Exercise details: From the line that contains "mantenimiento (spec §9)." down to the last line of the data below, transcribe every line exactly.

Data for this task:
▬▬▬▬▬▬

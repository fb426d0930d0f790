// [apps/control-plane/src/main.rs]
/*!
 * =================================================================
 * APARATO: PUNTO DE ENTRADA DEL PLANO DE CONTROL (V1.0)
 * CLASIFICACIÓN: APPLICATION SHELL (ESTRATO L1-APP)
 * RESPONSABILIDAD: IGNICIÓN DE DB, RUTAS AXUM Y TAREAS DE MANTENIMIENTO
 * =================================================================
 */

use std::net::SocketAddr;

use anyhow::Context;
use dotenvy::dotenv;
use fleetctl_control_plane::{jobs, routes, state::AppState};
use fleetctl_infra_db::DbClient;
use fleetctl_shared_heimdall::init_tracing;
use tokio::signal;
use tracing::info;

#[tokio::main]
async fn main() -> anyhow::Result<()> {
    dotenv().ok();
    init_tracing("fleetctl_control_plane");

    let database_url = std::env::var("DATABASE_URL").context("DATABASE_URL must be set")?;
    let database_token = std::env::var("TURSO_AUTH_TOKEN").ok();
    let listen_port: u16 = std::env::var("PORT").unwrap_or_else(|_| "3000".into()).parse().context("PORT must be a u16")?;

    let db = DbClient::connect(&database_url, database_token).await.context("failed to connect to database")?;
    let state = AppState::new(db);

    let (telemetry_shutdown, telemetry_handles) = jobs::spawn_telemetry_jobs(state.telemetry.clone());

    let router = routes::build_router(state);
    let address = SocketAddr::from(([0, 0, 0, 0], listen_port));
    let listener = tokio::net::TcpListener::bind(address).await.with_context(|| format!("failed to bind {address}"))?;

    info!(%address, "control plane listening");
    axum::serve(listener, router).with_graceful_shutdown(shutdown_signal()).await?;

    let _ = telemetry_shutdown.send(true);
    for handle in telemetry_handles {
        let _ = handle.await;
    }

    Ok(())
}

/// Espera `Ctrl+C` o `SIGTERM` (contenedores) para iniciar el apagado
/// cooperativo del servidor y de las tareas de mantenimiento (spec §9).
async fn shutdown_signal() {
    let ctrl_c = async {
        signal::ctrl_c().await.expect("failed to install Ctrl+C handler");
    };

    #[cfg(unix)]
    let terminate = async {
        signal::unix::signal(signal::unix::SignalKind::terminate())
            .expect("failed to install SIGTERM handler")
            .recv()
            .await;
    };

    #[cfg(not(unix))]
    let terminate = std::future::pending::<()>();

    tokio::select! {
        _ = ctrl_c => {}
        _ = terminate => {}
    }

    info!("shutdown signal received");
}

▬▬▬▬▬▬

Answer area:
/// cooperativo del servidor y de las tareas de mantenimiento (spec §9).
async fn shutdown_signal() {
    let ctrl_c = async {
        signal::ctrl_c().await.expect("failed to install Ctrl+C handler");
    };

    #[cfg(unix)]
    let terminate = async {
        signal::unix::signal(signal::unix::SignalKind::terminate())
            .expect("failed to install SIGTERM handler")
            .recv()
            .await;
    };

    #[cfg(not(unix))]
    let terminate = std::future::pending::<()>();

    tokio::select! {
        _ = ctrl_c => {}
        _ = terminate => {}
    }

    info!("shutdown signal received");
}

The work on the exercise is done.